“A Theology of Work”
Reading: Genesis 3:1-19; Amos 8:1-14
Written and preached by Luke Richards
Maybe you’re thinking that a sermon titled “A Theology of Work” sounds like the most boring sermon ever preached. But really, theology simply refers to thinking about God and His ways, making sense of the world in light of the reality of God, and hopefully that’s not boring to you. And, as we’ll see, work as it was intended to be shouldn’t be boring, though of course it sometimes is. But this is Labor Day weekend, a time that was intended to be set aside as a recognition of working people. Labor Day became a federal holiday in 1894, partly because tensions were high at that time between some large unions and businesses, and the president wanted a way to recognize that workers are important. Of course, it’s convenient that a federal holiday with a rather obscure meaning gives us a long weekend at the end of the summer, and so Labor Day now has more to do with enjoying the last few days of summer bliss. But celebrating the rights of the worker as Labor Day was intended to do actually has quite a bit of good theology in it. God has a lot to say in the Bible about work.
Sometimes you’ll hear someone say that work is part of the curse that resulted from the Fall of humanity. Because Adam and Eve disobeyed God in the Garden of Eden, in other words, God condemned us to a life of work. Work is a bad thing, even though it’s something we have to do to stay alive; it’s a necessary evil God made as a punishment. And therefore, when God makes all things right and His kingdom is fully present with us, we won’t have to work ever again, because the results of the Fall will be undone. Some people imagine that heaven will involve sitting around for all eternity doing fun things we want to do, doing anything but working. But that’s not actually an accurate biblical view of work, because work is rooted in God Himself. Work is not something that comes from the devil or results from sin because God is also a worker. He is not idle. When He created humans, He got down into the mud of His new creation and crafted us. Jesus didn’t spend His life as a loafer before He started His ministry, He was a skilled laborer. His work is reflected in us, who bear His image: when God first created humans, He placed them in a garden so that they could “work it and take care of it.” He made them to be gardeners, farmers, workers. He made a good, beautiful creation, but then He gave us the chance to join in His creative work and contribute to making it even more beautiful. He created order out of the chaos, but then He invited Adam to give names to all the animals; He gave humans the opportunity to contribute to making more order. He gave us work to do.
But what about the verses we read from Genesis 3 about the curse that followed Adam and Eve’s disobedience? Doesn’t that make it clear that Adam’s curse was to have to toil painfully to get his food? Doesn’t it say that the ground also bears this curse, and humans now have to fight against the earth to get it to give us food? Sort of, yes, but that’s not the whole point. Adam and Eve were workers before the Fall, but our work after the Fall now carries with it uncertainty, fear, and futility. There’s no guarantee that our work will produce enough fruit for us to survive, and so we worry. There’s no guarantee that our work will have any meaning, and so people spend their lives in futility.
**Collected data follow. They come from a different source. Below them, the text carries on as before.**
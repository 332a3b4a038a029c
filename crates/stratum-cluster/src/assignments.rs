//! Address assignment for zones
//!
//! Zones may be authored without a CIDR. Before population, every such zone
//! gets an equal-sized block of the cluster network, handed out in address
//! order to the zones in the order they were listed. Zones that already have
//! a CIDR keep it, and no assigned block overlaps one of them.
//!
//! Assignment mutates the cluster in place; population is a separate step.

use ipnet::Ipv4Net;
use tracing::debug;

use stratum_common::crd::Cluster;
use stratum_common::{Error, Result};

use crate::network::{overlaps, parse_cidr, prefix_bits_for, subdivide};

/// Fill in every unset zone CIDR from the cluster's NetworkCIDR.
///
/// The network is split into the smallest power-of-two number of equal
/// blocks that covers all zones (three zones in a /16 get /18 blocks).
/// Given the same input this always produces the same assignment.
///
/// Does nothing, and does not inspect NetworkCIDR, when every zone already
/// has a CIDR.
pub fn perform_assignments(cluster: &mut Cluster) -> Result<()> {
    let cluster_name = cluster.display_name().to_string();
    let spec = &mut cluster.spec;

    let pending: Vec<usize> = spec
        .zones
        .iter()
        .enumerate()
        .filter(|(_, zone)| zone.cidr().is_none())
        .map(|(idx, _)| idx)
        .collect();
    if pending.is_empty() {
        return Ok(());
    }

    let network_value = spec.network_cidr().ok_or_else(|| {
        Error::validation_for_field(
            &cluster_name,
            "NetworkCIDR",
            "NetworkCIDR is required to assign zone subnets",
        )
    })?;
    let network = parse_cidr(&cluster_name, "NetworkCIDR", network_value)?;

    let zone_count = spec.zones.len();
    let bits = prefix_bits_for(zone_count);
    let block_count = 1usize.checked_shl(bits).unwrap_or(usize::MAX);
    let blocks = subdivide(network, bits).ok_or_else(|| {
        Error::address_space_exhausted(
            network.to_string(),
            block_count,
            format!("{zone_count} zone(s) need blocks smaller than /32"),
        )
    })?;

    let mut taken: Vec<Ipv4Net> = Vec::with_capacity(zone_count);
    for zone in &spec.zones {
        if let Some(cidr) = zone.cidr() {
            taken.push(parse_cidr(&cluster_name, "Zone", cidr)?);
        }
    }

    let mut candidates = blocks.into_iter();
    let mut assigned: Vec<(usize, Ipv4Net)> = Vec::with_capacity(pending.len());
    for idx in pending {
        let block = candidates
            .by_ref()
            .find(|block| !taken.iter().any(|t| overlaps(t, block)))
            .ok_or_else(|| {
                Error::address_space_exhausted(
                    network.to_string(),
                    block_count,
                    format!(
                        "no free block left for {zone_count} zone(s) after existing zone subnets"
                    ),
                )
            })?;
        taken.push(block);
        assigned.push((idx, block));
    }

    // Nothing is written until every pending zone has a block.
    for (idx, block) in assigned {
        let zone = &mut spec.zones[idx];
        debug!(cluster = %cluster_name, zone = %zone.name, cidr = %block, "assigned zone subnet");
        zone.cidr = Some(block.to_string());
    }

    Ok(())
}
Work is like worship in that it was intended to be one way for us to live out what God made us to be, and yet because we are fallen we turn it into something dehumanizing, something that makes us less, something that wears us down or wears others down. Work was intended to be a gift from God for us to use for His honor, but because of the fall, work has become toil, drudgery, a grind.
The book of Amos is one place where we can see a very stark contrast between work that dishonors God by making people less and work that honors God by contributing to His creation. These prophecies are not something to be read, they’re something to be shouted, because God is quivering with anger throughout the entire book. There were a number of things wrong during that time, but one of the problems had to do with work, or more specifically, it had to do with people who had a different view of work than God did. Amos was just an average guy chosen by God to carry a message, a farmer and the son of a farmer who came from no place special. He lived in Judah, the southern kingdom of Israel, and God sent him north to prophesy about the situation in the larger, more powerful, more prosperous northern kingdom of Israel. He didn’t have connections, he wasn’t someone’s nephew, he didn’t have money or power or status to add to his presentation. He was outside the establishment, in other words, and that’s what God needed at that time. You see, the establishment had gotten drunk on power and luxury. Amos speaks more than once of how the people were lounging around on their beds inlaid with ivory, feasting and drinking, proud of the security they thought they had built, but it was all built on injustice. It was built on a lie. It was built on using people for profit.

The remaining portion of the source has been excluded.